§ **ACTION ITEM**: Scan each line of the records for the word "topic" and extract the ones that have it.

§ **THE INPUT**:
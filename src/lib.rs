// SPDX-License-Identifier: MPL-2.0
// This Source Code Form is subject to the terms of the Mozilla Public
// License, v. 2.0. If a copy of the MPL was not distributed with this
// file, You can obtain one at https://mozilla.org/MPL/2.0/.

//! `z2m_bridge` - bridges Zigbee2MQTT devices into a home-automation hub.
//!
//! Zigbee2MQTT publishes every Zigbee device as JSON over MQTT. This crate
//! keeps a resilient broker session, turns device state payloads into
//! normalized hub attribute events and picks a hub driver for each device
//! from the capabilities it declares.
//!
//! # Components
//!
//! - [`session::ConnectionManager`]: connect, reconnect with backoff, watchdog
//! - [`protocol::classify_topic`]: what an inbound topic means
//! - [`directory::DeviceRegistry`]: atomically swapped device and group directory
//! - [`translate::PayloadTranslator`]: state payload to [`translate::AttributeEvent`]s
//! - [`classify::CapabilityClassifier`]: declared capabilities to [`classify::DriverProfile`]
//! - [`Bridge`]: the session task tying them together
//!
//! The hub itself is reached through [`sink::DeviceSink`] and settings are
//! read through [`config::SettingsStore`].
//!
//! # Quick Start
//!
//! ```no_run
//! use std::sync::Arc;
//! use z2m_bridge::{Bridge, BridgeConfig, MapSettings, MemorySink, RumqttTransport};
//!
//! #[tokio::main]
//! async fn main() -> z2m_bridge::Result<()> {
//!     let settings = MapSettings::new()
//!         .with("host", "192.168.1.50")
//!         .with("topic", "zigbee2mqtt")
//!         .with("temperature_scale", "F");
//!     let config = BridgeConfig::from_settings("hub-bridge-1", &settings)?;
//!
//!     let sink = Arc::new(MemorySink::new());
//!     let bridge = Bridge::new(config, Box::new(RumqttTransport::new()), sink).spawn();
//!
//!     let mut events = bridge.events();
//!     while let Ok(event) = events.recv().await {
//!         println!("{event:?}");
//!     }
//!     Ok(())
//! }
//! ```
//!
//! # Logging
//!
//! The crate logs through `tracing` and never installs a subscriber.
//! Per-message detail is logged at `debug` only while verbose logging is
//! on; it switches itself off after the configured duration.

mod bridge;
pub mod claims;
pub mod classify;
pub mod config;
pub mod directory;
pub mod error;
pub mod event;
pub mod protocol;
pub mod session;
pub mod sink;
pub mod translate;
pub mod types;

pub use bridge::{Bridge, BridgeHandle, REQUEST_STATE_DELAY, WATCHDOG_PERIOD};
pub use claims::{Claim, ClaimTable, DriverAssignment};
pub use classify::{CapabilityClassifier, DriverProfile};
pub use config::{BridgeConfig, BridgeConfigBuilder, MapSettings, SettingsStore};
pub use directory::{CapabilityDescriptor, DeviceDescriptor, DeviceRegistry, GroupDescriptor};
pub use error::{ConfigError, Error, ParseError, Result, TransportError};
pub use event::{BridgeEvent, EventBus};
#[cfg(feature = "mqtt")]
pub use protocol::RumqttTransport;
pub use protocol::{ConnectOptions, Qos, Transport, TransportEvent, TransportStatus};
pub use session::ConnectionState;
pub use sink::{DeviceHandle, DeviceSink, MemorySink};
pub use translate::{Attribute, AttributeEvent, PayloadTranslator};
pub use types::TemperatureScale;
// SPDX-License-Identifier: MPL-2.0
// This Source Code Form is subject to the terms of the Mozilla Public
// License, v. 2.0. If a copy of the MPL was not distributed with this
// file, You can obtain one at https://mozilla.org/MPL/2.0/.

//! Driver profiles a Zigbee device can be assigned to.

use std::fmt;

/// Namespace of the hub's built-in component drivers.
pub const HUB_NAMESPACE: &str = "hubitat";

/// Namespace of the drivers shipped with this bridge.
pub const BRIDGE_NAMESPACE: &str = "zigbee2mqtt";

/// A hub driver profile, identified by name and namespace.
///
/// # Examples
///
/// ```
/// use z2m_bridge::classify::DriverProfile;
///
/// let profile = DriverProfile::Rgbw;
/// assert_eq!(profile.name(), "Generic Component RGBW");
/// assert_eq!(profile.namespace(), "hubitat");
/// assert_eq!(DriverProfile::from_parts(profile.name(), profile.namespace()), Some(profile));
/// ```
#[derive(Debug, Clone, Copy, PartialEq, Eq, Hash)]
pub enum DriverProfile {
    /// Motion sensor with temperature and humidity.
    MotionTemperatureHumidity,
    /// Motion sensor with temperature and illuminance.
    MotionTemperatureIlluminance,
    /// Motion sensor with temperature.
    MotionTemperature,
    /// Battery-powered motion sensor.
    MotionBattery,
    /// Plain motion sensor.
    Motion,
    /// Contact sensor with accelerometer.
    ContactAcceleration,
    /// Battery-powered contact sensor.
    ContactBattery,
    /// Plain contact sensor.
    Contact,
    /// Temperature and humidity sensor.
    TemperatureHumidity,
    /// Full-featured color bulb with color temperature and effects.
    RgbwEffects,
    /// Color bulb with color temperature.
    Rgbw,
    /// Color bulb without color temperature.
    Rgb,
    /// Tunable white bulb.
    ColorTemperature,
    /// Button or remote emitting actions.
    Button,
    /// On/off switch.
    Switch,
    /// Water leak sensor.
    WaterLeak,
    /// Passthrough profile for anything else.
    Generic,
}

impl DriverProfile {
    /// All profiles.
    pub const ALL: [Self; 17] = [
        Self::MotionTemperatureHumidity,
        Self::MotionTemperatureIlluminance,
        Self::MotionTemperature,
        Self::MotionBattery,
        Self::Motion,
        Self::ContactAcceleration,
        Self::ContactBattery,
        Self::Contact,
        Self::TemperatureHumidity,
        Self::RgbwEffects,
        Self::Rgbw,
        Self::Rgb,
        Self::ColorTemperature,
        Self::Button,
        Self::Switch,
        Self::WaterLeak,
        Self::Generic,
    ];

    /// Returns the driver name.
    #[must_use]
    pub const fn name(&self) -> &'static str {
        match self {
            Self::MotionTemperatureHumidity => "Zigbee2MQTT Motion Temperature Humidity Sensor",
            Self::MotionTemperatureIlluminance => "Zigbee2MQTT Motion Temperature Lux Sensor",
            Self::MotionTemperature => "Zigbee2MQTT Motion Temperature Sensor",
            Self::MotionBattery => "Zigbee2MQTT Battery Motion Sensor",
            Self::Motion => "Generic Component Motion Sensor",
            Self::ContactAcceleration => "Zigbee2MQTT Contact Acceleration Sensor",
            Self::ContactBattery => "Zigbee2MQTT Battery Contact Sensor",
            Self::Contact => "Generic Component Contact Sensor",
            Self::TemperatureHumidity => "Zigbee2MQTT Temperature Humidity Sensor",
            Self::RgbwEffects => "Zigbee2MQTT RGBW Bulb with Effects",
            Self::Rgbw => "Generic Component RGBW",
            Self::Rgb => "Generic Component RGB",
            Self::ColorTemperature => "Generic Component CT",
            Self::Button => "Zigbee2MQTT Button Controller",
            Self::Switch => "Generic Component Switch",
            Self::WaterLeak => "Zigbee2MQTT Water Leak Sensor",
            Self::Generic => "Zigbee2MQTT Generic Device",
        }
    }

    /// Returns the driver namespace.
    #[must_use]
    pub const fn namespace(&self) -> &'static str {
        match self {
            Self::Motion | Self::Contact | Self::Rgbw | Self::Rgb | Self::ColorTemperature
            | Self::Switch => HUB_NAMESPACE,
            _ => BRIDGE_NAMESPACE,
        }
    }

    /// Looks a profile up by name and namespace.
    #[must_use]
    pub fn from_parts(name: &str, namespace: &str) -> Option<Self> {
        Self::ALL
            .into_iter()
            .find(|p| p.name() == name && p.namespace() == namespace)
    }
}

impl fmt::Display for DriverProfile {
    fn fmt(&self, f: &mut fmt::Formatter<'_>) -> fmt::Result {
        write!(f, "{}:{}", self.namespace(), self.name())
    }
}

#[cfg(test)]
mod tests {
    use super::*;
    use std::collections::HashSet;

    #[test]
    fn names_are_unique() {
        let names: HashSet<_> = DriverProfile::ALL.iter().map(DriverProfile::name).collect();
        assert_eq!(names.len(), DriverProfile::ALL.len());
    }

    #[test]
    fn round_trip_through_parts() {
        for profile in DriverProfile::ALL {
            assert_eq!(
                DriverProfile::from_parts(profile.name(), profile.namespace()),
                Some(profile)
            );
        }
        assert_eq!(DriverProfile::from_parts("Generic Component RGBW", BRIDGE_NAMESPACE), None);
    }

    #[test]
    fn display_includes_namespace() {
        assert_eq!(
            DriverProfile::Switch.to_string(),
            "hubitat:Generic Component Switch"
        );
    }
}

§ **ANSWER AREA**:
//! - [`protocol::classify_topic`]: what an inbound topic means
//!         .with("topic", "zigbee2mqtt")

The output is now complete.